And now this afternoon, on that damp sheet of paper folded in his pocket, was an order for another car. A new-shape Audi A4 convertible, automatic, low mileage, metallic blue, silver or black.
He stopped to take a breath, and dark, undefined fear suddenly rolled through him, drawing all the heat of the day away from him, leaving him feeling as if he had suddenly walked into a deep-freeze. His skin crawled again, the way it had done earlier, as if a million termites were swarming over it.
He saw the phone booth. Needed that booth. Needed that hit to get his focus, his equilibrium. He stepped into it, and the effort of pulling the heavy door left him suddenly gasping for breath.
‘It’s Wayne Rooney,’ he said, talking quietly as if someone might overhear him. ‘I’m here.’
‘Give me your number. I’m going to call you back.’
Skunk waited, getting nervous. After several minutes, it finally rang. A new set of instructions. Shit, Joe was getting more paranoid every day. Or had watched too many Bond movies.
He left the booth, walked about fifty yards up the street, then stopped and stared in the window of a shop that cut foam rubber to order, as he had been instructed.
The two police officers sipped their cold coffees. The shorter, burly one, whose name was Paul Packer, gripped his cup by looping his middle finger through the handle. Eight years ago, the top of his right-hand index finger had been bitten off below the first knuckle, in a scuffle, by Skunk.
This was the third deal they had witnessed in the past hour. And they knew that the same thing would be going on in half a dozen other hot spots around Brighton at this very moment. Every hour of the day and night. Trying to stop the drugs trade in a city like this was like trying to stop a glacier by throwing pebbles at it.

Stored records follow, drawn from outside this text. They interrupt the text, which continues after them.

use std::sync::Arc;
use std::time::Instant;

use tracing::{debug, info, warn};

use storywatch_core::{Candidate, PipelineError};
use storywatch_notify::{ErrorEscalator, NotificationSink};
use storywatch_storage::DedupStore;

use crate::source::SourceAdapter;

/// Result of processing one candidate.
#[derive(Debug, Clone, Copy, PartialEq, Eq)]
pub enum ItemOutcome {
    /// Already in the dedup store; nothing was sent.
    AlreadySeen,
    /// Header and body were delivered.
    Delivered,
    /// Parsing or delivery failed; the item stays unmarked.
    Failed,
}

/// Everything one story task needs. Cheap to clone into spawned tasks.
#[derive(Clone)]
pub struct ItemProcessor {
    source: Arc<dyn SourceAdapter>,
    store: Arc<DedupStore>,
    sink: Arc<NotificationSink>,
    escalator: Arc<ErrorEscalator>,
}

impl ItemProcessor {
    pub fn new(
        source: Arc<dyn SourceAdapter>,
        store: Arc<DedupStore>,
        sink: Arc<NotificationSink>,
        escalator: Arc<ErrorEscalator>,
    ) -> Self {
        Self {
            source,
            store,
            sink,
            escalator,
        }
    }

    pub fn source(&self) -> &Arc<dyn SourceAdapter> {
        &self.source
    }

    pub fn escalator(&self) -> &Arc<ErrorEscalator> {
        &self.escalator
    }

    /// Process `candidate`, routing any failure to the escalator.
    pub async fn process(&self, candidate: Candidate) -> ItemOutcome {
        match self.process_story(&candidate).await {
            Ok(outcome) => outcome,
            Err(e) => {
                let source = self.source.name();
                let id = self.source.identifier(&candidate);
                warn!(source, item_id = %id, kind = %e.kind(), "story failed, left unmarked");
                self.escalator.report(source, &e).await;
                ItemOutcome::Failed
            }
        }
    }

    /// has → parse → deliver → mark.
    ///
    /// A failure to mark is reported here and does not turn a delivery into
    /// a failure.
    pub async fn process_story(&self, candidate: &Candidate) -> Result<ItemOutcome, PipelineError> {
        let source = self.source.name();
        let id = self.source.identifier(candidate);
        if self.store.has(&id) {
            debug!(source, item_id = %id, "already delivered");
            return Ok(ItemOutcome::AlreadySeen);
        }

        let story = self.source.parse_item(candidate).await?;
        let header = self.source.header(&story);

        let started = Instant::now();
        let chunks = self
            .sink
            .deliver(&header, &story.body)
            .await
            .map_err(|e| PipelineError::delivery("Failed to deliver story", e))?;
        info!(
            source,
            item_id = %id,
            chunks,
            duration_ms = started.elapsed().as_millis() as u64,
            "story delivered"
        );

        if let Err(e) = self.store.add(id.clone()).await {
            warn!(source, item_id = %id, "delivered story could not be marked");
            let err = PipelineError::storage("Failed to mark story as sent", e);
            self.escalator.report(source, &err).await;
        }

        Ok(ItemOutcome::Delivered)
    }

    /// Mark `candidate` as delivered without sending it.
    ///
    /// Returns `false` if it was already present.
    pub async fn absorb(&self, candidate: &Candidate) -> Result<bool, PipelineError> {
        let id = self.source.identifier(candidate);
        if self.store.has(&id) {
            return Ok(false);
        }
        if let Err(e) = self.store.add(id.clone()).await {
            warn!(source = self.source.name(), item_id = %id, "backlog story could not be marked");
            return Err(PipelineError::storage("Failed to mark story as sent", e));
        }
        debug!(source = self.source.name(), item_id = %id, "absorbed without delivery");
        Ok(true)
    }
}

To feed a ten-pound-a-day drug habit, a user would commit three to five thousand pound’s worth of acquisitive crime a month. Not many users were on ten pounds a day – most were on twenty, fifty, one hundred and more. Some could be as high as three or four hundred a day. And a lot of middlemen took rake-offs on the way. There were rich pickings all along the chain. You busted a bunch of people, took them off the streets, and a few days later a whole load of new faces, with a fresh supply, would appear. Scousers. Bulgarians. Russians. All with one thing in common. They made a fat living off sad little bastards like Skunk.
But Paul Packer and his colleague, Trevor Sallis, had not paid fifty pounds out of police funds to an informer to help them find Skunk in order to bust him for drugs. He was too small a player there to bother with. It was an altogether different player, in a very different field, they were hoping he would lead them to.
After some moments, a short, fat kid of about twelve, with a round, freckled face and a brush cut, wearing a grubby
‘Wayne Rooney?’ the kid said, in a garbled, squeaky voice.
‘Yeah.’
The kid popped a small cellophane-wrapped package from his mouth and handed it to Skunk, who in turn put it straight into his mouth and handed the kid the Motorola. Seconds later the kid was sprinting away, up the hill. And Skunk was heading back towards his camper.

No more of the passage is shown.